Au marché de l’UPN, les traces de la démolition sont visibles partout. Devantures éventrées, étals détruits et marchandises ensevelies sous les décombres témoignent de l’ampleur des dégâts. Pour de nombreux vendeurs, le choc reste difficile à surmonter.
« Je suis parmi les victimes ici. L’un d’entre nous a même fait une crise lorsqu’il a découvert que son établissement avait été démoli », témoigne un commerçant victime de l’opération.
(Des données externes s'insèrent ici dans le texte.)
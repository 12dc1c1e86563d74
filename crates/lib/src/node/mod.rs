//! Node model for bookmark namespaces.
//!
//! A namespace is a tree of [`Node`]s. Every node is one of three kinds:
//!
//! * **Group** - a named container with a display color and ordered children.
//! * **Marker** - a leaf bound to a position in a file.
//! * **GroupMarker** - both at once: it carries a marker's [`Anchor`] and a
//!   group's children.
//!
//! Nodes are stored in an arena owned by the namespace ([`Tree`]) and refer to
//! their children through [`NodeId`] handles, so each node has exactly one owner.
//! Callers reason about kinds through the capability queries
//! [`Node::is_group_like`] and [`Node::is_marker_like`].

use std::fmt;

use serde::{Deserialize, Serialize};

pub mod order;
pub mod path;
mod tree;

pub use order::SortPolicy;
pub use tree::{Tree, Walk};

/// Handle to a node stored in a namespace's [`Tree`].
#[derive(Debug, Clone, Copy, PartialEq, Eq, Hash, PartialOrd, Ord)]
pub struct NodeId(pub(crate) usize);

/// The three node variants.
#[derive(Debug, Clone, Copy, PartialEq, Eq, Hash, Serialize, Deserialize)]
#[serde(rename_all = "kebab-case")]
pub enum NodeKind {
    Group,
    Marker,
    GroupMarker,
}

impl NodeKind {
    /// Returns true for kinds that can hold children.
    pub fn is_group_like(self) -> bool {
        matches!(self, NodeKind::Group | NodeKind::GroupMarker)
    }

    /// Returns true for kinds that carry an [`Anchor`].
    pub fn is_marker_like(self) -> bool {
        matches!(self, NodeKind::Marker | NodeKind::GroupMarker)
    }
}

impl fmt::Display for NodeKind {
    fn fmt(&self, f: &mut fmt::Formatter<'_>) -> fmt::Result {
        let name = match self {
            NodeKind::Group => "group",
            NodeKind::Marker => "marker",
            NodeKind::GroupMarker => "group-marker",
        };
        f.write_str(name)
    }
}

/// Position of a marker inside a document.
///
/// `line_text` is the last seen content of `line` and is used to re-anchor the
/// marker after the file changed outside the editor.
#[derive(Debug, Clone, Default, PartialEq, Eq, Serialize, Deserialize)]
pub struct Anchor {
    pub file_path: String,
    pub line: u32,
    pub column: u32,
    pub line_text: String,
}

impl Anchor {
    pub fn new(file_path: impl Into<String>, line: u32, column: u32) -> Self {
        Self {
            file_path: file_path.into(),
            line,
            column,
            line_text: String::new(),
        }
    }

    /// Sets the line snapshot.
    pub fn with_text(mut self, line_text: impl Into<String>) -> Self {
        self.line_text = line_text.into();
        self
    }
}

/// Variant-specific payload of a node.
#[derive(Debug, Clone, PartialEq, Eq)]
pub(crate) enum NodeBody {
    Group {
        color: String,
        children: Vec<NodeId>,
    },
    Marker {
        anchor: Anchor,
    },
    GroupMarker {
        anchor: Anchor,
        color: String,
        children: Vec<NodeId>,
    },
}

/// A single entry in a bookmark namespace.
#[derive(Debug, Clone, PartialEq, Eq)]
pub struct Node {
    pub(crate) name: String,
    pub(crate) parent_path: String,
    pub(crate) body: NodeBody,
}

impl Node {
    /// Creates a detached group.
    pub fn group(name: impl Into<String>, color: impl Into<String>) -> Self {
        Self {
            name: name.into(),
            parent_path: String::new(),
            body: NodeBody::Group {
                color: color.into(),
                children: Vec::new(),
            },
        }
    }

    /// Creates a detached marker.
    pub fn marker(name: impl Into<String>, anchor: Anchor) -> Self {
        Self {
            name: name.into(),
            parent_path: String::new(),
            body: NodeBody::Marker { anchor },
        }
    }

    /// Creates a detached group-marker with no children.
    pub fn group_marker(name: impl Into<String>, anchor: Anchor, color: impl Into<String>) -> Self {
        Self {
            name: name.into(),
            parent_path: String::new(),
            body: NodeBody::GroupMarker {
                anchor,
                color: color.into(),
                children: Vec::new(),
            },
        }
    }

    pub(crate) fn root() -> Self {
        Self::group("", "")
    }

    pub fn name(&self) -> &str {
        &self.name
    }

    /// Full path of the containing group; empty for the root and top-level nodes.
    pub fn parent_path(&self) -> &str {
        &self.parent_path
    }

    /// Full path of this node.
    pub fn full_path(&self) -> String {
        path::join(&self.parent_path, &self.name)
    }

    pub fn kind(&self) -> NodeKind {
        match self.body {
            NodeBody::Group { .. } => NodeKind::Group,
            NodeBody::Marker { .. } => NodeKind::Marker,
            NodeBody::GroupMarker { .. } => NodeKind::GroupMarker,
        }
    }

    pub fn is_group_like(&self) -> bool {
        self.kind().is_group_like()
    }

    pub fn is_marker_like(&self) -> bool {
        self.kind().is_marker_like()
    }

    /// Marker coordinates, if this node is marker-like.
    pub fn anchor(&self) -> Option<&Anchor> {
        match &self.body {
            NodeBody::Marker { anchor } | NodeBody::GroupMarker { anchor, .. } => Some(anchor),
            NodeBody::Group { .. } => None,
        }
    }

    pub(crate) fn anchor_mut(&mut self) -> Option<&mut Anchor> {
        match &mut self.body {
            NodeBody::Marker { anchor } | NodeBody::GroupMarker { anchor, .. } => Some(anchor),
            NodeBody::Group { .. } => None,
        }
    }

    /// Display color, if this node is group-like.
    pub fn color(&self) -> Option<&str> {
        match &self.body {
            NodeBody::Group { color, .. } | NodeBody::GroupMarker { color, .. } => {
                Some(color.as_str())
            }
            NodeBody::Marker { .. } => None,
        }
    }

    /// Ordered child handles; always empty for a pure marker.
    pub fn children(&self) -> &[NodeId] {
        match &self.body {
            NodeBody::Group { children, .. } | NodeBody::GroupMarker { children, .. } => {
                children.as_slice()
            }
            NodeBody::Marker { .. } => &[],
        }
    }

    pub(crate) fn children_mut(&mut self) -> Option<&mut Vec<NodeId>> {
        match &mut self.body {
            NodeBody::Group { children, .. } | NodeBody::GroupMarker { children, .. } => {
                Some(children)
            }
            NodeBody::Marker { .. } => None,
        }
    }

    /// Drops every child handle. Used when a node enters a tree as a fresh entry.
    pub(crate) fn clear_children(&mut self) {
        if let Some(children) = self.children_mut() {
            children.clear();
        }
    }
}
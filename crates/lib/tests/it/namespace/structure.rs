//! Insert, delete, rename and activation tests.

use waymark::{Anchor, Error, NamespaceError, Node, NodeKind};

use crate::helpers::*;

#[test]
fn test_new_namespace_holds_only_root() {
    let ns = empty_namespace();
    assert!(ns.is_empty());
    assert_eq!(ns.len(), 1);
    assert_eq!(ns.active_group(), "");
    assert!(ns.query("").is_some_and(|root| root.kind() == NodeKind::Group));
    assert!(ns.payload("").is_some());
    assert_consistent(&ns);
}

#[test]
fn test_insert_orders_groups_first() {
    let ns = sample_namespace();
    assert_eq!(child_names(&ns, ""), ["review", "todo", "readme"]);
    assert_eq!(child_names(&ns, "todo"), ["lexer", "parser"]);
    assert_eq!(
        all_paths(&ns),
        [
            "review",
            "review/api",
            "review/api/handler",
            "todo",
            "todo/lexer",
            "todo/parser",
            "readme",
        ]
    );
}

#[test]
fn test_insert_sets_parent_path_and_payload() {
    let ns = sample_namespace();
    let handler = ns.query("review/api/handler").expect("handler exists");
    assert_eq!(handler.parent_path(), "review/api");
    assert_eq!(handler.full_path(), "review/api/handler");
    assert_eq!(
        ns.payload("review/api/handler").map(|tag| tag.created_at.as_str()),
        Some("review/api/handler")
    );
}

#[test]
fn test_insert_rejects_conflicts_without_changes() {
    let mut ns = sample_namespace();
    let before = all_paths(&ns);

    let err = ns
        .insert(marker("parser", "other.rs", 1), "todo")
        .expect_err("duplicate sibling name");
    assert!(err.is_conflict());
    assert_eq!(all_paths(&ns), before);
    assert_eq!(
        ns.query("todo/parser")
            .and_then(|node| node.anchor())
            .map(|anchor| anchor.file_path.as_str()),
        Some("src/parse.rs")
    );
    assert_consistent(&ns);
}

#[test]
fn test_insert_rejects_bad_targets_and_names() {
    let mut ns = sample_namespace();

    let err = ns
        .insert(marker("x", "a.rs", 1), "readme")
        .expect_err("markers cannot hold children");
    assert!(matches!(err, Error::Namespace(NamespaceError::NotAGroup { .. })));

    let err = ns
        .insert(marker("x", "a.rs", 1), "missing")
        .expect_err("target does not exist");
    assert!(err.is_not_found());

    for name in ["", "a/b"] {
        let err = ns
            .insert(marker(name, "a.rs", 1), "")
            .expect_err("invalid name");
        assert!(matches!(err, Error::Namespace(NamespaceError::InvalidName { .. })));
    }
    assert_consistent(&ns);
}

#[test]
fn test_insert_into_group_marker() {
    let mut ns = sample_namespace();
    let path = ns
        .insert(marker("route", "src/api.rs", 30), "review/api")
        .expect("group-markers hold children");
    assert_eq!(path, "review/api/route");
    assert_eq!(child_names(&ns, "review/api"), ["handler", "route"]);
}

#[test]
fn test_delete_group_removes_subtree() {
    let mut ns = sample_namespace();
    ns.delete("review").expect("Failed to delete review");

    for gone in ["review", "review/api", "review/api/handler"] {
        assert!(ns.query(gone).is_none(), "{gone} survived");
        assert!(ns.payload(gone).is_none(), "{gone} payload survived");
    }
    assert_eq!(all_paths(&ns), ["todo", "todo/lexer", "todo/parser", "readme"]);
    assert_eq!(ns.tree().len(), 5);
    assert_consistent(&ns);
}

#[test]
fn test_delete_marker_and_root() {
    let mut ns = sample_namespace();
    ns.delete("todo/lexer").expect("Failed to delete lexer");
    assert_eq!(child_names(&ns, "todo"), ["parser"]);

    let err = ns.delete("").expect_err("root cannot be deleted");
    assert!(matches!(err, Error::Namespace(NamespaceError::RootNode { .. })));
    assert!(ns.delete("todo/lexer").expect_err("already gone").is_not_found());
    assert_consistent(&ns);
}

#[test]
fn test_rename_group_rewrites_descendants() {
    let mut ns = sample_namespace();
    let created = ns.presenter().created();
    let handler_tag = ns.payload("review/api/handler").cloned();

    let renamed = ns.rename("review", "audit").expect("Failed to rename");
    assert_eq!(renamed, "audit");
    assert!(ns.query("review").is_none());
    assert!(ns.query("review/api/handler").is_none());

    let handler = ns.query("audit/api/handler").expect("handler moved with its group");
    assert_eq!(handler.parent_path(), "audit/api");
    assert_eq!(ns.payload("audit/api/handler").cloned(), handler_tag);
    assert_eq!(ns.presenter().created(), created, "rename must not recreate payloads");

    // "audit" sorts before "todo" like "review" did.
    assert_eq!(child_names(&ns, ""), ["audit", "todo", "readme"]);
    assert_consistent(&ns);
}

#[test]
fn test_rename_marker_resorts_siblings() {
    let mut ns = sample_namespace();
    let renamed = ns.rename("todo/lexer", "tokens").expect("Failed to rename");
    assert_eq!(renamed, "todo/tokens");
    assert_eq!(child_names(&ns, "todo"), ["parser", "tokens"]);
    assert_consistent(&ns);
}

#[test]
fn test_rename_to_same_name_is_noop() {
    let mut ns = sample_namespace();
    let created = ns.presenter().created();
    assert_eq!(ns.rename("todo", "todo").expect("noop"), "todo");
    assert_eq!(ns.presenter().created(), created);
}

#[test]
fn test_rename_conflict_leaves_namespace_untouched() {
    let mut ns = sample_namespace();
    let before = all_paths(&ns);
    let err = ns.rename("todo/lexer", "parser").expect_err("sibling exists");
    assert!(err.is_conflict());
    assert_eq!(all_paths(&ns), before);
    assert_consistent(&ns);
}

#[test]
fn test_names_differing_only_in_case_are_distinct() {
    let mut ns = empty_namespace();
    ns.insert(marker("Alpha", "a.rs", 1), "").expect("Alpha");
    ns.insert(marker("alpha", "a.rs", 2), "").expect("alpha");
    assert_eq!(child_names(&ns, ""), ["Alpha", "alpha"]);
}

#[test]
fn test_active_group_follows_rename_and_resets_on_delete() {
    let mut ns = sample_namespace();
    assert!(ns.activate("review/api"));
    assert!(!ns.activate("review/api"), "already active");
    assert!(!ns.activate("readme"), "markers cannot be active");
    assert!(!ns.activate("missing"));

    ns.rename("review", "audit").expect("Failed to rename");
    assert_eq!(ns.active_group(), "audit/api");

    ns.delete("audit").expect("Failed to delete");
    assert_eq!(ns.active_group(), "");
    assert_consistent(&ns);
}

#[test]
fn test_markers_in_file() {
    let ns = sample_namespace();
    assert_eq!(ns.markers_in("src/api.rs"), ["review/api", "review/api/handler"]);
    assert!(ns.markers_in("nothing.rs").is_empty());
}

#[test]
fn test_list_subtree() {
    let ns = sample_namespace();
    assert_eq!(
        ns.list_subtree("review").expect("review exists"),
        ["review", "review/api", "review/api/handler"]
    );
    assert!(ns.list_subtree("nope").expect_err("missing").is_not_found());
}

#[test]
fn test_insert_drops_children_of_detached_node() {
    let mut ns = empty_namespace();
    let node = Node::group_marker("g", Anchor::new("f.rs", 1, 0), "");
    ns.insert(node, "").expect("insert group-marker");
    assert!(ns.query("g").is_some_and(|node| node.children().is_empty()));
}
//! The `list` command.

use std::error::Error;

use waymark::Namespace;

use crate::{
    cli::ListArgs,
    output::{OutputFormat, print_table},
    session::Session,
    view::TreeItems,
};

/// Run the `list` command.
///
/// Without a path every workspace is listed; with one, only that subtree of the
/// primary workspace.
pub fn run(session: &Session, args: &ListArgs, format: OutputFormat) -> Result<(), Box<dyn Error>> {
    let keys = if args.path.is_empty() {
        session.keys()
    } else {
        vec![session.primary()]
    };

    let mut listings = Vec::with_capacity(keys.len());
    for key in keys {
        let namespace = session.namespace(&key)?;
        let paths: Vec<String> = namespace
            .list_subtree(&args.path)?
            .into_iter()
            .filter(|path| !path.is_empty())
            .collect();
        listings.push((key, namespace, paths));
    }

    match format {
        OutputFormat::Human => {
            for (key, namespace, paths) in &listings {
                println!("{key} (active: /{})", namespace.active_group());
                if paths.is_empty() {
                    println!("No bookmarks.");
                    continue;
                }
                let rows: Vec<Vec<String>> =
                    paths.iter().map(|path| row(namespace, path)).collect();
                print_table(&["PATH", "KIND", "LOCATION", "ID"], &rows);
            }
        }
        OutputFormat::Json => {
            let entries: Vec<serde_json::Value> = listings
                .iter()
                .map(|(key, namespace, paths)| {
                    serde_json::json!({
                        "workspace": key,
                        "active": namespace.active_group(),
                        "nodes": paths.iter().map(|path| entry(namespace, path)).collect::<Vec<_>>(),
                    })
                })
                .collect();
            println!("{}", serde_json::to_string(&entries)?);
        }
    }
    Ok(())
}

fn row(namespace: &Namespace<TreeItems>, path: &str) -> Vec<String> {
    let Some(node) = namespace.query(path) else {
        return vec![path.to_string()];
    };
    let location = node
        .anchor()
        .map(|anchor| format!("{}:{}", anchor.file_path, anchor.line))
        .unwrap_or_default();
    let id = namespace
        .payload(path)
        .map(|item| item.short_id())
        .unwrap_or_default();
    vec![path.to_string(), node.kind().to_string(), location, id]
}

fn entry(namespace: &Namespace<TreeItems>, path: &str) -> serde_json::Value {
    let Some(node) = namespace.query(path) else {
        return serde_json::Value::Null;
    };
    serde_json::json!({
        "path": path,
        "kind": node.kind(),
        "color": node.color(),
        "anchor": node.anchor(),
        "id": namespace.payload(path).map(|item| item.id),
    })
}
//! Commands that change the shape of a bookmark tree.

use std::error::Error;

use waymark::{Anchor, Node, NodeKind, OrderingStrategy, node::path};

use crate::{
    cli::{ConvertArgs, GroupArgs, MarkArgs, MoveArgs, PathArgs, RenameArgs},
    output::{OutputFormat, print_change},
    session::Session,
};

/// Run the `group` command
pub fn group(
    session: &mut Session,
    args: &GroupArgs,
    format: OutputFormat,
) -> Result<(), Box<dyn Error>> {
    let key = session.primary();
    let (parent, name) = path::split_parent(&args.path);
    let created = session
        .registry_mut()
        .insert(&key, Node::group(name, args.color.as_str()), parent)?;
    print_change(format, "created", &key, &created)
}

/// Run the `mark` command
pub fn mark(
    session: &mut Session,
    args: &MarkArgs,
    format: OutputFormat,
) -> Result<(), Box<dyn Error>> {
    let key = session.primary();
    let (parent, name) = if args.path.contains(waymark::constants::SEPARATOR) {
        let (parent, name) = path::split_parent(&args.path);
        (parent.to_string(), name)
    } else {
        let active = session.namespace(&key)?.active_group().to_string();
        (active, args.path.as_str())
    };

    let anchor = &args.anchor;
    let node = Node::marker(
        name,
        Anchor::new(anchor.file.as_str(), anchor.line, anchor.col).with_text(anchor.text.as_str()),
    );
    let created = session.registry_mut().insert(&key, node, &parent)?;
    print_change(format, "created", &key, &created)
}

/// Run the `rm` command
pub fn remove(
    session: &mut Session,
    args: &PathArgs,
    format: OutputFormat,
) -> Result<(), Box<dyn Error>> {
    let key = session.primary();
    session.registry_mut().delete(&key, &args.path)?;
    print_change(format, "deleted", &key, &args.path)
}

/// Run the `rename` command
pub fn rename(
    session: &mut Session,
    args: &RenameArgs,
    format: OutputFormat,
) -> Result<(), Box<dyn Error>> {
    let key = session.primary();
    let renamed = session
        .registry_mut()
        .rename(&key, &args.path, &args.name)?;
    print_change(format, "renamed", &key, &renamed)
}

/// Run the `mv` command
pub async fn move_node(
    session: &mut Session,
    args: &MoveArgs,
    format: OutputFormat,
) -> Result<(), Box<dyn Error>> {
    let from = session.primary();
    let to = match &args.to_workspace {
        Some(workspace) => session.open_workspace(workspace).await?,
        None => from.clone(),
    };
    let strategy = args
        .index
        .map_or(OrderingStrategy::Append, OrderingStrategy::AtIndex);

    let moved = session
        .registry_mut()
        .move_across(&from, &args.path, &to, &args.group, strategy)?;
    print_change(format, "moved", &to, &moved)
}

/// Run the `convert` command
pub fn convert(
    session: &mut Session,
    args: &ConvertArgs,
    format: OutputFormat,
) -> Result<(), Box<dyn Error>> {
    let key = session.primary();
    let target = NodeKind::from(args.kind);
    let current = session
        .namespace(&key)?
        .query(&args.path)
        .map(|node| node.kind());

    let changed = match (current, target, &args.file, args.line) {
        (Some(NodeKind::Group), NodeKind::GroupMarker, Some(file), Some(line)) => {
            let anchor = Anchor::new(file.as_str(), line, args.col).with_text(args.text.as_str());
            session
                .registry_mut()
                .anchor_group(&key, &args.path, anchor)?;
            true
        }
        (Some(NodeKind::Group), NodeKind::GroupMarker, _, _) => {
            return Err("converting a group to a group-marker needs --file and --line".into());
        }
        _ => session
            .registry_mut()
            .transform(&key, &args.path, target)?,
    };

    if changed {
        print_change(format, "converted", &key, &args.path)
    } else {
        print_change(format, "unchanged", &key, &args.path)
    }
}

/// Run the `activate` command
pub fn activate(
    session: &mut Session,
    args: &PathArgs,
    format: OutputFormat,
) -> Result<(), Box<dyn Error>> {
    let key = session.primary();
    let changed = session.registry_mut().activate(&key, &args.path)?;
    let active = session.namespace(&key)?.active_group().to_string();
    if !changed && active != args.path {
        tracing::warn!("'{}' is not a group; active group unchanged", args.path);
    }
    print_change(format, "active", &key, &active)
}
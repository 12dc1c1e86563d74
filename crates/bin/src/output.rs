//! Output formatting helpers for human-readable and JSON output.

use crate::cli::Format;

/// Output format selection
#[derive(Debug, Clone, Copy, PartialEq, Eq)]
pub enum OutputFormat {
    Human,
    Json,
}

impl From<Format> for OutputFormat {
    fn from(format: Format) -> Self {
        match format {
            Format::Human => OutputFormat::Human,
            Format::Json => OutputFormat::Json,
        }
    }
}

/// Render a table with aligned columns in human-readable format.
///
/// `headers` and each row in `rows` must have the same length.
pub fn format_table(headers: &[&str], rows: &[Vec<String>]) -> String {
    if rows.is_empty() {
        return String::new();
    }

    // Column widths are the max of header and all row values
    let col_count = headers.len();
    let mut widths: Vec<usize> = headers.iter().map(|h| h.chars().count()).collect();
    for row in rows {
        for (i, cell) in row.iter().enumerate().take(col_count) {
            widths[i] = widths[i].max(cell.chars().count());
        }
    }

    let render = |cells: Vec<&str>| -> String {
        let line: Vec<String> = cells
            .iter()
            .enumerate()
            .map(|(i, cell)| format!("{:<width$}", cell, width = widths[i]))
            .collect();
        line.join("  ").trim_end().to_string()
    };

    let mut out = render(headers.to_vec());
    for row in rows {
        out.push('\n');
        out.push_str(&render(row.iter().take(col_count).map(String::as_str).collect()));
    }
    out
}

/// Print a table with aligned columns in human-readable format.
pub fn print_table(headers: &[&str], rows: &[Vec<String>]) {
    if !rows.is_empty() {
        println!("{}", format_table(headers, rows));
    }
}

/// Report the outcome of a single-node command.
pub fn print_change(
    format: OutputFormat,
    action: &str,
    workspace: &str,
    path: &str,
) -> Result<(), Box<dyn std::error::Error>> {
    match format {
        OutputFormat::Human => println!("{action}: /{path} ({workspace})"),
        OutputFormat::Json => {
            let value = serde_json::json!({
                "action": action,
                "workspace": workspace,
                "path": path,
            });
            println!("{}", serde_json::to_string(&value)?);
        }
    }
    Ok(())
}
//! Post-mutation hooks.
//!
//! The engine never renders or persists anything itself. After every
//! successful mutation made through a [`Registry`](super::Registry), the
//! registered hooks are told which namespace changed and how, so the host can
//! refresh its views and schedule a save.

use std::sync::Arc;

use crate::{Result, node::NodeKind, shift::EditOutcome};

/// What a successful mutation did.
#[derive(Debug, Clone, PartialEq, Eq)]
pub enum Change {
    Inserted { path: String },
    Deleted { path: String },
    Renamed { from: String, to: String },
    Moved { from: String, to: String },
    /// A subtree left one namespace for another. Sent to both namespaces.
    Transferred {
        from_namespace: String,
        from: String,
        to_namespace: String,
        to: String,
    },
    Transformed { path: String, kind: NodeKind },
    Activated { path: String },
    Edited { file: String, outcome: EditOutcome },
}

/// Context information passed to hooks after a mutation.
#[derive(Debug, Clone)]
pub struct MutationContext {
    /// Key of the namespace that changed
    pub namespace: String,
    /// The change that was applied
    pub change: Change,
}

/// Trait for implementing hooks that run after each successful mutation.
pub trait MutationHook: Send + Sync {
    /// Called after a mutation has been fully applied.
    ///
    /// # Returns
    /// A Result indicating whether the hook processed successfully.
    /// Hook failures do not roll back the mutation, but are logged.
    fn on_mutation(&self, context: &MutationContext) -> Result<()>;
}

/// Runs every hook in registration order.
///
/// A failing hook is logged and does not stop the ones after it. Returns the
/// number of hooks that failed.
pub(crate) fn dispatch(hooks: &[Arc<dyn MutationHook>], context: &MutationContext) -> usize {
    hooks
        .iter()
        .filter_map(|hook| hook.on_mutation(context).err())
        .inspect(|err| {
            tracing::warn!(
                namespace = %context.namespace,
                change = ?context.change,
                "Mutation kept despite hook failure: {err}"
            );
        })
        .count()
}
À quelques semaines de la rentrée scolaire, cette situation représente un coup dur pour de nombreuses familles. Beaucoup comptaient sur les revenus de leurs activités commerciales pour faire face aux dépenses du ménage et aux frais de scolarité de leurs enfants.
« Notre plus grand regret, c’est que la rentrée scolaire approche. On ne nous a même pas laissé le temps de faire sortir nos marchandises », déplore un autre vendeur.
Au-delà des pertes matérielles, plusieurs occupants dénoncent un manque d’information autour de cette opération. Certains affirment avoir été surpris par l’arrivée des engins de démolition et regrettent l’absence d’un délai suffisant pour prendre les dispositions nécessaires.
« Franchement, nous n’avions pas été suffisamment informés. Nous avons été surpris. Aujourd’hui, on nous parle de la construction d’un nouveau marché, mais nous restons dans l’incertitude », confie une commerçante.
Entre incompréhension, inquiétude et attentes, les victimes espèrent désormais des explications claires ainsi que des mesures concrètes de la part des autorités provinciales. Derrière les bâtiments détruits, ce sont également des dizaines d’activités économiques et des moyens de subsistance qui se retrouvent aujourd’hui suspendus à l’annonce d’une solution.